Self-Supporting Bamboo Space Structure with Flexible Joints


Luís Eustáquio Moreira a, Mario Seixas b, c *, João Bina b,
José Luiz Mendes Ripper c
a
Universidade Federal de Minas Gerais, Brazil; luis@dees.ufmg.br
b
Bambutec Design, Rio de Janeiro, Brazil; mario@bambutec.com.br
c
Pontifícia Universidade Católica do Rio de Janeiro, Brazil; ripper@puc-rio.br

Abstract. This paper presents research results in the structural design and analysis of a self-
supporting bamboo space structure. The developed structure presents a flexible connection system
and a tensile structural behaviour. The modular frame of the architecture applied hinged lashed
connections (HLC) in textile polyester ropes. The modular frame spans 15m width, 4m length and
7,5m high, using Phyllostachys pubescens bamboo culms.

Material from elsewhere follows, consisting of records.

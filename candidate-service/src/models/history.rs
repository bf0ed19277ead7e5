use chrono::{DateTime, Local, Utc};
use mongodb::bson::oid::ObjectId;
use serde::{Deserialize, Serialize};

/// An audit-log record of an action taken on a candidate.
///
/// Entries are append-only: nothing in this service mutates or deletes them.
/// `timestamp` is server-assigned; `date` and `time` are derived display
/// strings stored alongside it (UTC calendar date and local wall-clock time).
#[derive(Debug, Clone, Serialize, Deserialize)]
#[serde(rename_all = "camelCase")]
pub struct HistoryEntry {
    #[serde(rename = "_id", skip_serializing_if = "Option::is_none")]
    pub id: Option<ObjectId>,
    pub action: String,
    pub candidate_name: String,
    #[serde(default)]
    pub details: String,
    #[serde(with = "mongodb::bson::serde_helpers::chrono_datetime_as_bson_datetime")]
    pub timestamp: DateTime<Utc>,
    pub date: String,
    pub time: String,
}

impl HistoryEntry {
    pub fn new(action: String, candidate_name: String, details: Option<String>) -> Self {
        let timestamp = Utc::now();
        Self {
            id: None,
            action,
            candidate_name,
            details: details.unwrap_or_default(),
            timestamp,
            date: timestamp.format("%Y-%m-%d").to_string(),
            time: Local::now().format("%-I:%M:%S %p").to_string(),
        }
    }
}

#[cfg(test)]
mod tests {
    use super::*;

    #[test]
    fn details_default_to_empty() {
        let entry = HistoryEntry::new("Moved".to_string(), "Ada Lovelace".to_string(), None);

        assert_eq!(entry.details, "");
        assert!(entry.id.is_none());
    }

    #[test]
    fn date_is_the_utc_calendar_date() {
        let entry = HistoryEntry::new(
            "Added".to_string(),
            "Grace Hopper".to_string(),
            Some("via referral".to_string()),
        );

        assert_eq!(entry.date, entry.timestamp.format("%Y-%m-%d").to_string());
        assert_eq!(entry.date.len(), 10);
        assert_eq!(entry.details, "via referral");
    }
}
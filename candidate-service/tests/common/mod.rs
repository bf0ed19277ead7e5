use candidate_service::config::CandidateConfig;
use candidate_service::services::MongoDb;
use candidate_service::startup::Application;
use uuid::Uuid;

pub struct TestApp {
    pub address: String,
    pub port: u16,
    pub db: MongoDb,
    pub db_name: String,
    pub legacy_db_name: String,
}

impl TestApp {
    pub async fn spawn() -> Self {
        std::env::set_var("MONGODB_URI", "mongodb://localhost:27017");

        let db_name = format!("candidate_test_{}", Uuid::new_v4());
        let legacy_db_name = format!("legacy_test_{}", Uuid::new_v4());

        let mut config = CandidateConfig::load().expect("Failed to load configuration");
        config.common.port = 0; // Random port for testing
        config.mongodb.database = db_name.clone();
        config.mongodb.legacy_database = legacy_db_name.clone();

        let app = Application::build(config)
            .await
            .expect("Failed to build test application");

        let port = app.port();
        let db = app.db().clone();
        let address = format!("http://127.0.0.1:{}", port);

        tokio::spawn(async move {
            app.run_until_stopped().await.ok();
        });

        // Wait for the server to accept requests
        let client = reqwest::Client::new();
        let health_url = format!("{}/api/test", address);
        for _ in 0..50 {
            if client.get(&health_url).send().await.is_ok() {
                break;
            }
            tokio::time::sleep(tokio::time::Duration::from_millis(50)).await;
        }

        TestApp {
            address,
            port,
            db,
            db_name,
            legacy_db_name,
        }
    }

    /// Drops both test databases.
    pub async fn cleanup(&self) {
        if let Ok(client) = self.db.client().await {
            let _ = client.database(&self.db_name).drop(None).await;
            let _ = client.database(&self.legacy_db_name).drop(None).await;
        }
    }
}
use anyhow::anyhow;
use axum::{
    extract::{Query, State},
    http::StatusCode,
    response::IntoResponse,
    Json,
};
use futures::stream::TryStreamExt;
use mongodb::bson::oid::ObjectId;
use mongodb::bson::{self, doc, DateTime};
use serde_json::{json, Value};
use service_core::error::AppError;

use crate::dtos::{candidate_response, CandidatePayload, DeleteParams};
use crate::models::Candidate;
use crate::startup::AppState;

/// GET /api/v2/candidates — every candidate, identifier exposed as a plain
/// string `id` alongside the document's own fields.
pub async fn list_candidates(
    State(state): State<AppState>,
) -> Result<impl IntoResponse, AppError> {
    let collection = state.db.candidates().await?;

    let mut cursor = collection.find(doc! {}, None).await?;
    let mut candidates = Vec::new();
    while let Some(candidate) = cursor.try_next().await? {
        candidates.push(candidate_response(candidate));
    }

    Ok(Json(json!({ "success": true, "candidates": candidates })))
}

/// POST /api/v2/candidates — insert a single candidate, stamping both
/// timestamps. Identifiers and timestamps are server-assigned, so any the
/// client sent are discarded.
pub async fn create_candidate(
    State(state): State<AppState>,
    Json(payload): Json<CandidatePayload>,
) -> Result<impl IntoResponse, AppError> {
    let Some(data) = payload.candidate else {
        return Err(AppError::BadRequest(anyhow!("Candidate data is required")));
    };

    let mut fields = bson::to_document(&data)
        .map_err(|e| AppError::BadRequest(anyhow!("Invalid candidate data: {}", e)))?;
    for key in ["id", "_id", "createdAt", "updatedAt"] {
        fields.remove(key);
    }

    let candidate = Candidate::new(fields);
    let collection = state.db.candidates().await?;
    let result = collection.insert_one(&candidate, None).await?;

    let id = result
        .inserted_id
        .as_object_id()
        .map(|oid| oid.to_hex())
        .unwrap_or_default();
    tracing::info!(candidate_id = %id, "Candidate created");

    Ok((
        StatusCode::CREATED,
        Json(json!({ "success": true, "id": id })),
    ))
}

/// PUT /api/v2/candidates — partial merge of the supplied fields into the
/// matching document. Only `updatedAt` advances; `_id` and `createdAt` never
/// change.
pub async fn update_candidate(
    State(state): State<AppState>,
    Json(payload): Json<CandidatePayload>,
) -> Result<impl IntoResponse, AppError> {
    let Some(data) = payload.candidate else {
        return Err(AppError::BadRequest(anyhow!("Candidate data is required")));
    };

    let id = data
        .get("id")
        .and_then(Value::as_str)
        .or_else(|| data.get("_id").and_then(Value::as_str))
        .ok_or_else(|| AppError::BadRequest(anyhow!("Candidate ID is required")))?;
    let oid = parse_object_id(id)?;

    let mut update = bson::to_document(&data)
        .map_err(|e| AppError::BadRequest(anyhow!("Invalid candidate data: {}", e)))?;
    for key in ["id", "_id", "createdAt"] {
        update.remove(key);
    }
    update.insert("updatedAt", DateTime::now());

    let collection = state.db.candidates().await?;
    let result = collection
        .update_one(doc! { "_id": oid }, doc! { "$set": update }, None)
        .await?;

    if result.matched_count == 0 {
        return Err(AppError::NotFound(anyhow!("Candidate not found")));
    }

    tracing::info!(candidate_id = %oid, "Candidate updated");
    Ok(Json(json!({ "success": true })))
}

/// DELETE /api/v2/candidates?id=... — remove the single matching document.
pub async fn delete_candidate(
    State(state): State<AppState>,
    Query(params): Query<DeleteParams>,
) -> Result<impl IntoResponse, AppError> {
    let id = params
        .id
        .ok_or_else(|| AppError::BadRequest(anyhow!("Candidate ID is required")))?;
    let oid = parse_object_id(&id)?;

    let collection = state.db.candidates().await?;
    let result = collection.delete_one(doc! { "_id": oid }, None).await?;

    if result.deleted_count == 0 {
        return Err(AppError::NotFound(anyhow!("Candidate not found")));
    }

    tracing::info!(candidate_id = %oid, "Candidate deleted");
    Ok(Json(json!({ "success": true })))
}

fn parse_object_id(id: &str) -> Result<ObjectId, AppError> {
    ObjectId::parse_str(id)
        .map_err(|_| AppError::BadRequest(anyhow!("Invalid candidate ID: {}", id)))
}
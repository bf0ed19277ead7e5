use axum::{
    extract::State,
    http::{Method, StatusCode},
    response::IntoResponse,
    Json,
};
use chrono::Utc;
use serde_json::json;

use crate::startup::AppState;

/// /api/test — liveness plus whether a connection string is configured.
/// Never attempts a connection, so it answers the same way no matter what
/// state the database is in.
pub async fn health_check(State(state): State<AppState>, method: Method) -> impl IntoResponse {
    if method == Method::OPTIONS {
        return StatusCode::OK.into_response();
    }

    Json(json!({
        "message": "API is working!",
        "timestamp": Utc::now().to_rfc3339(),
        "environment": state.config.common.environment,
        "mongoConnected": state.db.is_configured(),
    }))
    .into_response()
}
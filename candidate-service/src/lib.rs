//! Candidate tracking API: CRUD over candidate documents, an append-only
//! audit history, and a health check, backed by MongoDB.
pub mod config;
pub mod dtos;
pub mod handlers;
pub mod models;
pub mod services;
pub mod startup;
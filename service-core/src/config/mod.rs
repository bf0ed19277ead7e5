use crate::error::AppError;
use config::{Config as Cfg, File};
use serde::Deserialize;
use std::env;

#[derive(Debug, Deserialize, Clone)]
pub struct Config {
    #[serde(default = "default_port")]
    pub port: u16,
    #[serde(skip, default = "default_environment")]
    pub environment: String,
}

fn default_port() -> u16 {
    8080
}

fn default_environment() -> String {
    "development".to_string()
}

impl Config {
    pub fn load() -> Result<Self, AppError> {
        dotenvy::dotenv().ok();

        let config = Cfg::builder()
            .add_source(File::with_name("configuration").required(false))
            .add_source(config::Environment::with_prefix("APP").separator("__"))
            .build()?;

        let mut config: Config = config.try_deserialize()?;
        config.environment = env::var("ENVIRONMENT").unwrap_or_else(|_| default_environment());
        Ok(config)
    }
}
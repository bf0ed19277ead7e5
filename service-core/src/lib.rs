//! service-core: Shared infrastructure for the candidate tracking services.
pub mod config;
pub mod error;
pub mod observability;

pub use axum;
pub use mongodb;
pub use serde;
pub use serde_json;
pub use tracing;
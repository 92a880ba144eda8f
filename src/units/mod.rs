//! Concrete unit families shipped with the crate.
//!
//! Each family is a fieldless enum over its common units, convertible
//! through the family's base unit. Callers with other quantity kinds
//! implement [`crate::unit::Unit`] and [`crate::unit::Dimension`] on
//! their own types the same way.

pub mod duration;
pub mod length;
pub mod mass;
pub mod volume;

pub use duration::DurationUnit;
pub use length::LengthUnit;
pub use mass::MassUnit;
pub use volume::VolumeUnit;

#[cfg(test)]
mod tests {
    use rstest::rstest;

    use crate::unit::{Dimension, Unit};

    use super::*;

    #[rstest]
    #[case(DurationUnit::Seconds, 1.0)]
    #[case(DurationUnit::Minutes, 60.0)]
    #[case(DurationUnit::Hours, 3600.0)]
    fn duration_units_convert_to_seconds(#[case] unit: DurationUnit, #[case] seconds: f64) {
        assert_eq!(unit.base_unit_value(1.0), seconds);
    }

    #[rstest]
    #[case(VolumeUnit::Liters, 1.0)]
    #[case(VolumeUnit::Milliliters, 0.001)]
    #[case(VolumeUnit::CubicMeters, 1000.0)]
    #[case(VolumeUnit::CubicFeet, 28.316846592)]
    #[case(VolumeUnit::Megaliters, 1_000_000.0)]
    fn volume_units_convert_to_liters(#[case] unit: VolumeUnit, #[case] liters: f64) {
        assert_eq!(unit.base_unit_value(1.0), liters);
    }

    #[test]
    fn symbols_match_their_si_spellings() {
        assert_eq!(DurationUnit::Minutes.symbol(), "min");
        assert_eq!(VolumeUnit::CubicFeet.symbol(), "ft³");
        assert_eq!(MassUnit::Pounds.symbol(), "lb");
        assert_eq!(LengthUnit::Kilometers.symbol(), "km");
    }
}
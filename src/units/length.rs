use serde::{Deserialize, Serialize};

use crate::unit::{Dimension, Unit};

/// Units of length. Base unit: meters.
#[derive(Debug, Clone, Copy, PartialEq, Eq, Hash, Serialize, Deserialize)]
pub enum LengthUnit {
    Meters,
    Kilometers,
    Feet,
    Miles,
}

impl Unit for LengthUnit {
    fn symbol(&self) -> &str {
        match self {
            LengthUnit::Meters => "m",
            LengthUnit::Kilometers => "km",
            LengthUnit::Feet => "ft",
            LengthUnit::Miles => "mi",
        }
    }
}

impl Dimension for LengthUnit {
    fn coefficient(&self) -> f64 {
        match self {
            LengthUnit::Meters => 1.0,
            LengthUnit::Kilometers => 1000.0,
            LengthUnit::Feet => 0.3048,
            LengthUnit::Miles => 1609.344,
        }
    }
}
use serde::{Deserialize, Serialize};

use crate::unit::{Dimension, Unit};

/// Units of mass. Base unit: kilograms.
#[derive(Debug, Clone, Copy, PartialEq, Eq, Hash, Serialize, Deserialize)]
pub enum MassUnit {
    Kilograms,
    Grams,
    Pounds,
}

impl Unit for MassUnit {
    fn symbol(&self) -> &str {
        match self {
            MassUnit::Kilograms => "kg",
            MassUnit::Grams => "g",
            MassUnit::Pounds => "lb",
        }
    }
}

impl Dimension for MassUnit {
    fn coefficient(&self) -> f64 {
        match self {
            MassUnit::Kilograms => 1.0,
            MassUnit::Grams => 0.001,
            MassUnit::Pounds => 0.45359237,
        }
    }
}
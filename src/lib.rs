//! A generic rate type: an amount of one quantity per single unit of
//! another, such as liters per second or kilograms per meter.
//!
//! [`Rate<N, D>`] carries its scalar value in the concrete unit pair it
//! was constructed with. Arithmetic that combines two rates, or a rate
//! with a [`Measurement`] of the denominator dimension, converts the
//! right operand through each dimension's base unit so operands in
//! differing units combine correctly.
//!
//! ```
//! use rate_core::units::{DurationUnit, VolumeUnit};
//! use rate_core::{Measurement, Rate};
//!
//! let flow = Rate::new(1.0, VolumeUnit::Liters, DurationUnit::Seconds);
//! let minute = Measurement::new(1.0, DurationUnit::Minutes);
//!
//! assert_eq!((flow * minute).value, 60.0);
//! ```

pub mod error;
pub mod measurement;
pub mod rate;
pub mod unit;
pub mod units;

pub use error::RateError;
pub use measurement::Measurement;
pub use rate::Rate;
pub use unit::{Dimension, Unit};
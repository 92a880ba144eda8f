//! Operator sugar over the named arithmetic methods.

use std::ops::{Add, Div, Mul, Sub};

use crate::measurement::Measurement;
use crate::unit::{Dimension, Unit};

use super::Rate;

impl<N: Dimension, D: Dimension> Add for Rate<N, D> {
    type Output = Rate<N, D>;

    fn add(self, rhs: Rate<N, D>) -> Self::Output {
        self.adding(rhs)
    }
}

impl<N: Dimension, D: Dimension> Sub for Rate<N, D> {
    type Output = Rate<N, D>;

    fn sub(self, rhs: Rate<N, D>) -> Self::Output {
        self.subtracting(rhs)
    }
}

impl<N: Unit, D: Unit> Mul<f64> for Rate<N, D> {
    type Output = Rate<N, D>;

    fn mul(self, rhs: f64) -> Self::Output {
        self.multiplied_by(rhs)
    }
}

impl<N: Unit, D: Unit> Div<f64> for Rate<N, D> {
    type Output = Rate<N, D>;

    fn div(self, rhs: f64) -> Self::Output {
        self.divided_by(rhs)
    }
}

impl<N: Dimension, D: Dimension> Mul<Measurement<D>> for Rate<N, D> {
    type Output = Measurement<N>;

    fn mul(self, rhs: Measurement<D>) -> Self::Output {
        self.multiplied_by_measurement(rhs)
    }
}

impl<N: Dimension, D: Dimension> Mul<Rate<N, D>> for Measurement<D> {
    type Output = Measurement<N>;

    fn mul(self, rhs: Rate<N, D>) -> Self::Output {
        rhs.multiplied_by_measurement(self)
    }
}
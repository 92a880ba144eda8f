use serde::{Deserialize, Serialize};

use crate::unit::{Dimension, Unit};

/// Units of duration. Base unit: seconds.
#[derive(Debug, Clone, Copy, PartialEq, Eq, Hash, Serialize, Deserialize)]
pub enum DurationUnit {
    Seconds,
    Minutes,
    Hours,
}

impl Unit for DurationUnit {
    fn symbol(&self) -> &str {
        match self {
            DurationUnit::Seconds => "s",
            DurationUnit::Minutes => "min",
            DurationUnit::Hours => "h",
        }
    }
}

impl Dimension for DurationUnit {
    fn coefficient(&self) -> f64 {
        match self {
            DurationUnit::Seconds => 1.0,
            DurationUnit::Minutes => 60.0,
            DurationUnit::Hours => 3600.0,
        }
    }
}
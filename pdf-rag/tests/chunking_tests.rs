//! Property tests for recursive chunking.

use pdf_rag::{Chunker, RagError, RecursiveChunker, chunk_text};
use proptest::prelude::*;

/// Prose-like text: short words followed by punctuation, spaces or newlines.
fn arb_text() -> impl Strategy<Value = String> {
    proptest::collection::vec("[a-z]{1,12}[ .!?\n]{0,2}", 0..80).prop_map(|words| words.concat())
}

/// A chunk size and an overlap strictly smaller than it.
fn arb_dimensions() -> impl Strategy<Value = (usize, usize)> {
    (10usize..120).prop_flat_map(|size| (Just(size), 0..size))
}

/// **Chunk bounds and overlap**
/// *For any* text and valid dimensions, every chunk SHALL be at most
/// `chunk_size` chars, consecutive chunks SHALL share at least
/// `chunk_overlap` chars, and together they SHALL cover all non-whitespace text.
mod prop_chunk_bounds {
    use super::*;

    proptest! {
        #![proptest_config(ProptestConfig::with_cases(200))]

        #[test]
        fn chunks_are_bounded_overlapping_and_covering(
            text in arb_text(),
            (size, overlap) in arb_dimensions(),
        ) {
            let chunker = RecursiveChunker::new(size, overlap).unwrap();
            let ranges = chunker.split_ranges(&text);

            for range in &ranges {
                prop_assert!(text[range.clone()].chars().count() <= size);
                prop_assert!(!text[range.clone()].trim().is_empty());
            }

            for pair in ranges.windows(2) {
                prop_assert!(pair[1].start > pair[0].start);
                prop_assert!(pair[1].end > pair[0].end);
                if pair[1].start < pair[0].end {
                    let shared = text[pair[1].start..pair[0].end].chars().count();
                    prop_assert!(shared >= overlap, "shared {} < overlap {}", shared, overlap);
                }
            }

            let mut covered = vec![false; text.len()];
            for range in &ranges {
                for flag in &mut covered[range.clone()] {
                    *flag = true;
                }
            }
            for (index, ch) in text.char_indices() {
                if !ch.is_whitespace() {
                    prop_assert!(covered[index], "char {:?} at {} not covered", ch, index);
                }
            }
        }

        #[test]
        fn split_matches_ranges(text in arb_text(), (size, overlap) in arb_dimensions()) {
            let chunker = RecursiveChunker::new(size, overlap).unwrap();
            let expected: Vec<String> =
                chunker.split_ranges(&text).into_iter().map(|r| text[r].to_string()).collect();
            prop_assert_eq!(chunker.split(&text), expected);
        }
    }
}

#[test]
fn empty_and_whitespace_input_yield_no_chunks() {
    assert!(chunk_text("", 500, 100).unwrap().is_empty());
    assert!(chunk_text("  \n\n\t ", 500, 100).unwrap().is_empty());
}

#[test]
fn overlap_must_be_smaller_than_size() {
    assert!(matches!(chunk_text("text", 100, 100), Err(RagError::InvalidChunkConfig(_))));
    assert!(matches!(RecursiveChunker::new(10, 50), Err(RagError::InvalidChunkConfig(_))));
}

#[test]
fn multibyte_text_is_measured_in_chars() {
    let text = "héllo wörld ünïcödé ".repeat(20);
    for chunk in chunk_text(&text, 30, 5).unwrap() {
        assert!(chunk.chars().count() <= 30);
    }
}

#[test]
fn long_document_splits_on_sentences() {
    let sentence = "Refunds are accepted within thirty days of purchase. ";
    let text = sentence.repeat(30);
    let chunks = chunk_text(&text, 500, 100).unwrap();
    assert!(chunks.len() > 1);
    for chunk in &chunks[..chunks.len() - 1] {
        assert!(chunk.trim_end().ends_with('.'), "chunk does not end on a sentence: {chunk:?}");
    }
}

Nonlinear analysis of the structure under
static loadings carried out using the Finite Element Method (FEM) through the SAP 2000 software.
The analysis showed that loads induced by strong winds, overloads and self-weight are relatively low
for the structural members and the developed connections. The results demonstrate that the self-
supporting bamboo space structure meets the requirements of engineering design for safety. This
analysis opens a series of another computational analysis calibrated with mechanical tests to
determine natural frequencies and damping constant for the structure, demonstrating the potential to
be used in earthquake regions.

Keywords: Bamboo, Self-Supporting, Space Structure, Flexible Joints, Engineering


Analysis
Introduction
Building with tensile cables is an ancient tradition. Several vernacular designs and construction
technologies developed worldwide employ cable structures and textile materials. Traditional
dwellings in the desert of Gobi, such as the Mongolian Ger (Yurt), uses a lightweight mobile shelter
built with timber, animal skin, ropes and remains updated in Asia until nowadays [1]. Indigenous
from Africa and South America developed houses and useful objects, using straw and vegetal rods
for structural applications. In Brazil, the Asuriní indigenous group from the Tupi ethnicity from
Medium Xingu, keeps alive the culture of building with timber, straw and earth [2]. The major
structure of the Asuriní indigenous village is the Aketé, measuring approximately 30m long, 12m
wide and 7m high, which consists in the main ceremonial house of the village (Fig. 1). The Aketé
structure is connected by lashed liana fibers and erected by bending timber rods over the structural
timbering fixed on the ground, without the use of pins or nails. The Aketé roof employs Piaçava fiber
layers (Leopoldinia piassaba) and consists in a bioclimatic roofing technique, protecting to the sun
and rain and also allowing the passage of the air. In Brazil, several housing models developed by
indigenous groups reflect their ability to build sustainable structures. In Maranhão state, vernacular
shelters employing palm tree roofing apply the biodiversity forestry materials, as Buriti fibers
(Mauritia spp.), with a similar joint technique based on lashed straw-based materials (Fig. 2). All
over the Brazilian territory it can be observed housing techniques developed by hundreds of
indigenous groups based on biomaterials weaving and lashing technologies. Several of them are still
alive in Brazil in the present. It is time to recognize and understand the great contribution of the
indigenous inhabitants of the South in subjective and objective fields of human being, their
technologies and their full adaptability to the tropical climate.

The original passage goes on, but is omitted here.